Tel est également l'esprit qui a guidé la visite en Nouvelle-Calédonie de Mme la ministre des outre-mer, que je tiens à saluer. Au cours de la semaine dernière, elle a effectué son premier déplacement dans les outre-mer, et elle a choisi de se rendre d'abord en Nouvelle-Calédonie. Elle y a rencontré un grand nombre d'acteurs. Elle aussi a cherché à mieux comprendre, mieux saisir et mieux mesurer l'ensemble des enjeux du processus, et au-delà.

L'humilité, que je crois indispensable pour aborder les questions qui sont devant nous, s'impose tout d'abord devant la force de l'engagement de celles et ceux qui ont œuvré, parfois au prix de leur vie, pour tracer un chemin de paix et marcher de concert vers ce destin commun qui est désormais un acquis.

Monsieur le sénateur, je le sais, vous avez contribué à tracer ce chemin, notamment en proposant que le drapeau du FLNKS soit érigé au côté du drapeau français.

Cette humilité, c'est aussi celle qui doit nous saisir devant la responsabilité collective, qui nous revient à tous, en tant qu'acteurs du processus de l'accord de Nouméa.

Au fond, nous devons organiser, dans la transparence, un scrutin dont la légitimité ne pourra pas être contestée. C'est une priorité pour le Gouvernement, c'est une priorité de mon action, et c'est une priorité difficile à atteindre techniquement, vous le savez.

Nous voulons aussi profiter des fruits de la réflexion, souvent remarquable, menée par les nombreux experts missionnés par les non moins nombreux gouvernements qui se sont intéressés à ce sujet. Il y a de la connaissance acquise, il y a de l'expérience acquise, et il serait absurde, voire contre-productif, de vouloir s'en passer.

Si j'apporte cette précision, c'est parce que, en la matière, l'ensemble du Gouvernement entend s'inscrire dans une histoire et dans une continuité : c'est aussi une forme d'humilité, et il me semble que cette attitude est indispensable.

Nous pouvons nous appuyer sur des acquis irréductibles, qui sont l'œuvre de l'amitié civile et de la réconciliation engagée par Jean-Marie Tjibaou et Jacques Lafleur, que je tenais à citer ici.

Nous avons un grand nombre de points de convergence, qu'il s'agisse des valeurs aux sources de la société calédonienne comme de l'organisation institutionnelle ou du principe de la citoyenneté calédonienne.

Vous avez rappelé la devise de la Nouvelle-Calédonie : « Terre de parole, terre de partage. » Vous souhaitez, à juste titre, que l'État, plus encore que le Gouvernement, qui est à la fois acteur et arbitre du processus, ait lui aussi une parole. C'est le sens du déplacement de Mme la ministre des outre-mer, qui, à cette occasion, a insisté sur plusieurs enjeux : l'action en faveur de la jeunesse, la lutte contre l'insécurité, le soutien à la filière du nickel ou encore la préservation de la biodiversité.

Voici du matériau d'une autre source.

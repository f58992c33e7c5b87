//! Endpoint pool
//!
//! The pool dedups long-lived endpoints by [`Fingerprint`]: every caller
//! asking for the same fingerprint shares one reference-counted endpoint.
//!
//! # Architecture
//!
//! ```text
//!                         EndpointPool
//!              ┌──────────────────────────────────┐
//!              │ EndpointRegistry                 │
//!              │   current: Mutex<AvlMap<         │
//!              │     Fingerprint,                 │
//!              │     EndpointHandle,              │
//!              │   >>                             │
//!              │ PollSet (weak members)           │
//!              └──────┬───────────────┬───────────┘
//!                     │               │
//!          register / find        snapshot + unregister_batch
//!                     │               │
//!                 [callers]       [Sweeper task] ── every sweep_interval
//!                                 [BackupPoller] ── polls PollSet members
//! ```
//!
//! # Reference counting
//!
//! The published map holds exactly one handle per endpoint. An endpoint whose
//! handle count has fallen back to one is unused, and the sweeper removes it
//! on its next run. Dropping the map's handle releases the endpoint.

pub mod config;
pub mod endpoint;
pub mod key;
pub mod lifecycle;
pub mod poll_set;
pub mod store;
pub mod sweeper;

#[cfg(test)]
pub(crate) mod test_util;

pub use config::PoolConfig;
pub use endpoint::{Endpoint, EndpointHandle};
pub use key::{ArgValue, Fingerprint};
pub use lifecycle::EndpointPool;
pub use poll_set::{BackupPoller, PollSet};
pub use store::{EndpointRegistry, Snapshot};
pub use sweeper::{Sweeper, SweeperState};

Comme vous l'avez évoqué, j'aurai l'occasion de me rendre sur place au cours de la première quinzaine de décembre, après que les échéances électorales auront permis de renouveler les sénateurs de Nouvelle-Calédonie et après que nous aurons réuni, en octobre, un comité des signataires pour étudier, dans le détail, les conditions d'organisation de la consultation qui se tiendra au cours de l'année 2018.

Je profite de ce moment pour vous le dire, je compte bien que le comité des signataires, qui sera précédé par beaucoup d'entretiens, nous permettra d'échanger ces « bouts de parole » auxquels l'ensemble des acteurs de Nouvelle-Calédonie sont attachés.

Mesdames, messieurs les sénateurs, se prononcer sur l'accession à la pleine souveraineté, ce n'est pas se prononcer pour ou contre le destin commun. Ce destin commun est acquis : il est l'un des acquis de toutes les discussions, de tout le partage qui a eu lieu depuis maintenant de nombreuses années, et il ne doit pas être remis en cause ! (Applaudissements sur plusieurs travées du groupe La République en marche et du groupe Union Centriste, ainsi que sur certaines travées du groupe Les Républicains.)